I feel like I do a pretty good job at not paying too much attention, but in a positive way to WandaVision, I feel like the response to the whole series, and specifically to my character, was positive, and I never really expect that stuff because I’m very critical of myself, like all actors are, but it was so wonderful to get such a warm response from people. Once I saw how nice people were being, I did a little bit of a Twitter dive.
People were so excited to see Darcy and loved her buddy-comedy team-up at the end.
I was like, “This is the sweetest stuff that I’ve ever seen in my life, and also, I can’t read anymore!” You don’t wanna read bad things about yourself, but you also don’t want to read too many good things about yourself, just because it’s a slippery slope and kind-of a bad idea. But I certainly saw the positive feedback, and I appreciated it so much.
Final question time. If you could put Death and Darcy into different projects, whether that’s a TV show or movie, where would you want them to go?
Oh wow, that’s a tough order! I would like the character of Death to go into Golden Girls.
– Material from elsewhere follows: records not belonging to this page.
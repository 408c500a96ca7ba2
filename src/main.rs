//! Command-line runner for distributed matrix multiplication.
//!
//! ```sh
//! distmat run --strategy row-block --ranks 4
//! distmat verify --max-ranks 4
//! mpirun -n 4 distmat run --transport mpi   # built with --features mpi
//! ```

use anyhow::{Context, Result, bail};
use clap::{Args, Parser, Subcommand, ValueEnum};
use distmat::report::{render_matrix, render_summary};
use distmat::{Dims, JobConfig, JobReport, MatmulError, RemainderPolicy, Strategy, multiply, run_job};

/// Exit status when the decomposition cannot split the matrix.
const EXIT_INFEASIBLE: i32 = 2;

#[derive(Parser)]
#[command(name = "distmat")]
#[command(about = "Distributed integer matrix multiplication")]
#[command(version)]
struct Cli {
    #[command(subcommand)]
    command: Commands,
}

#[derive(Args, Clone, Copy)]
struct Shape {
    /// Rows of A and C.
    #[arg(short, long, default_value_t = 300)]
    m: usize,
    /// Columns of A, rows of B.
    #[arg(short, long, default_value_t = 200)]
    n: usize,
    /// Columns of B and C.
    #[arg(short, long, default_value_t = 400)]
    k: usize,
    /// Seed for the random inputs.
    #[arg(long, default_value_t = 42)]
    seed: u64,
}

/// Where the ranks run.
#[derive(Clone, Copy, Debug, PartialEq, Eq, ValueEnum)]
enum Transport {
    /// One thread per rank in this process.
    Threads,
    /// One MPI process per rank; the world size comes from `mpirun`.
    Mpi,
}

#[derive(Subcommand)]
enum Commands {
    /// Run one job and print its timings.
    Run {
        #[command(flatten)]
        shape: Shape,
        /// Number of ranks. Ignored under MPI.
        #[arg(short, long, default_value_t = 4)]
        ranks: usize,
        #[arg(short, long, value_enum, default_value_t = Transport::Threads)]
        transport: Transport,
        #[arg(short, long, value_enum, default_value_t = Strategy::RowBlock)]
        strategy: Strategy,
        /// How row-block handles rows that don't divide evenly.
        #[arg(long, value_enum, default_value_t = RemainderPolicy::Reject)]
        remainder: RemainderPolicy,
        /// Also print every cell of C.
        #[arg(long)]
        print_matrix: bool,
    },
    /// Run every strategy for 1..=max-ranks and check they match the serial result.
    Verify {
        #[command(flatten)]
        shape: Shape,
        #[arg(long, default_value_t = 4)]
        max_ranks: usize,
    },
}

fn main() {
    env_logger::init();
    let cli = Cli::parse();

    if let Err(e) = dispatch(cli) {
        eprintln!("Error: {:#}", e);
        std::process::exit(exit_code(&e));
    }
}

/// 2 when the decomposition cannot split the matrix, 1 for anything else.
fn exit_code(e: &anyhow::Error) -> i32 {
    match e.downcast_ref::<MatmulError>() {
        Some(err) if err.is_infeasible() => EXIT_INFEASIBLE,
        _ => 1,
    }
}

fn dispatch(cli: Cli) -> Result<()> {
    match cli.command {
        Commands::Run {
            shape,
            ranks,
            transport,
            strategy,
            remainder,
            print_matrix,
        } => {
            let dims = Dims::new(shape.m, shape.n, shape.k)?;
            let report = match transport {
                Transport::Threads => {
                    let config = JobConfig::new(dims, ranks, strategy)?
                        .with_remainder(remainder)
                        .with_seed(shape.seed);
                    Some(run_job(&config)?)
                }
                Transport::Mpi => run_mpi(dims, strategy, remainder, shape.seed)?,
            };

            // Under MPI only the coordinator has a report to print.
            if let Some(report) = report {
                if print_matrix {
                    print!("{}", render_matrix(&report.result));
                }
                println!();
                print!("{}", render_summary(&report));
            }
            Ok(())
        }
        Commands::Verify { shape, max_ranks } => verify(shape, max_ranks),
    }
}

#[cfg(feature = "mpi")]
fn run_mpi(dims: Dims, strategy: Strategy, remainder: RemainderPolicy, seed: u64) -> Result<Option<JobReport>> {
    use distmat::comm::{Communicator, MpiComm};

    let comm = MpiComm::init()?;
    let config = JobConfig::new(dims, comm.world_size(), strategy)?
        .with_remainder(remainder)
        .with_seed(seed);
    Ok(distmat::run_on(&comm, &config)?)
}

#[cfg(not(feature = "mpi"))]
fn run_mpi(_dims: Dims, _strategy: Strategy, _remainder: RemainderPolicy, _seed: u64) -> Result<Option<JobReport>> {
    Err(MatmulError::TransportUnavailable("built without the `mpi` feature".into()).into())
}

fn verify(shape: Shape, max_ranks: usize) -> Result<()> {
    let dims = Dims::new(shape.m, shape.n, shape.k)?;
    let (a, b, _) = distmat::matrix::init::MatrixInit::new(shape.seed).generate(dims);
    let expected = multiply(&a, &b)?;

    let mut checked = 0;
    for ranks in 1..=max_ranks {
        for strategy in Strategy::ALL {
            let config = JobConfig::new(dims, ranks, strategy)?.with_seed(shape.seed);
            let report = match run_job(&config) {
                Ok(report) => report,
                Err(e) if e.is_infeasible() => {
                    println!("{:>12} x{}: skipped ({})", strategy, ranks, e);
                    continue;
                }
                Err(e) => return Err(e).with_context(|| format!("{} on {} ranks", strategy, ranks)),
            };
            if report.result != expected {
                bail!("{} on {} ranks disagrees with the serial result", strategy, ranks);
            }
            println!("{:>12} x{}: ok (max {:.6}s)", strategy, ranks, report.stats.max);
            checked += 1;
        }
    }
    println!("\n{} runs match the serial result.", checked);
    Ok(())
}

#[cfg(test)]
mod tests {
    use super::*;

    #[test]
    fn infeasible_jobs_exit_with_2() {
        let too_few = anyhow::Error::from(MatmulError::TooFewRows { rows: 2, world_size: 4 });
        let uneven = anyhow::Error::from(MatmulError::UnevenRows {
            rows: 4,
            world_size: 3,
            remainder: 1,
        });
        assert_eq!(exit_code(&too_few), EXIT_INFEASIBLE);
        assert_eq!(exit_code(&uneven), EXIT_INFEASIBLE);
    }

    #[test]
    fn other_failures_exit_with_1() {
        let transport = anyhow::Error::from(MatmulError::Transport {
            rank: 1,
            message: "hung up".into(),
        });
        assert_eq!(exit_code(&transport), 1);
        assert_eq!(exit_code(&anyhow::anyhow!("not a job error")), 1);
    }

    #[test]
    fn context_does_not_hide_infeasibility() {
        let err: Result<()> = Err(MatmulError::TooFewRows { rows: 1, world_size: 2 }.into());
        let err = err.context("row-block on 2 ranks").unwrap_err();
        assert_eq!(exit_code(&err), EXIT_INFEASIBLE);
    }

    #[test]
    fn infeasible_run_maps_to_exit_2_end_to_end() {
        let cli = Cli::parse_from(["distmat", "run", "-m", "2", "-n", "2", "-k", "2", "--ranks", "4"]);
        let err = dispatch(cli).unwrap_err();
        assert_eq!(exit_code(&err), EXIT_INFEASIBLE);
    }

    #[cfg(not(feature = "mpi"))]
    #[test]
    fn mpi_transport_needs_the_feature() {
        let cli = Cli::parse_from(["distmat", "run", "--transport", "mpi"]);
        let err = dispatch(cli).unwrap_err();
        assert!(matches!(
            err.downcast_ref::<MatmulError>(),
            Some(MatmulError::TransportUnavailable(_))
        ));
        assert_eq!(exit_code(&err), 1);
    }
}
My god, I did not expect that answer, with Betty White and everything.
You can just imagine the hijinks. I think that is the height of comedy. And Darcy, oh boy. Well, now she’s Dr. Darcy Lewis, so she could go into some sort of a [laughs]… that’s complicated! I’m not sure where Darcy could go, really anywhere at this point.
Let’s just toss her into NCIS.
Yeahhhh! She can go right onto a procedural. CSI In Space. How about that? Or she could go into, oh god, what’s a good space show?
All For Mankind, maybe.
God, I’m so behind. Let’s just put her into CSI.
Thank you for humoring that weirdo question.
Oh, I love that question, thank you!
Neil Gaiman’s ‘The Sandman: Act II’ debuts September 22 on Audible.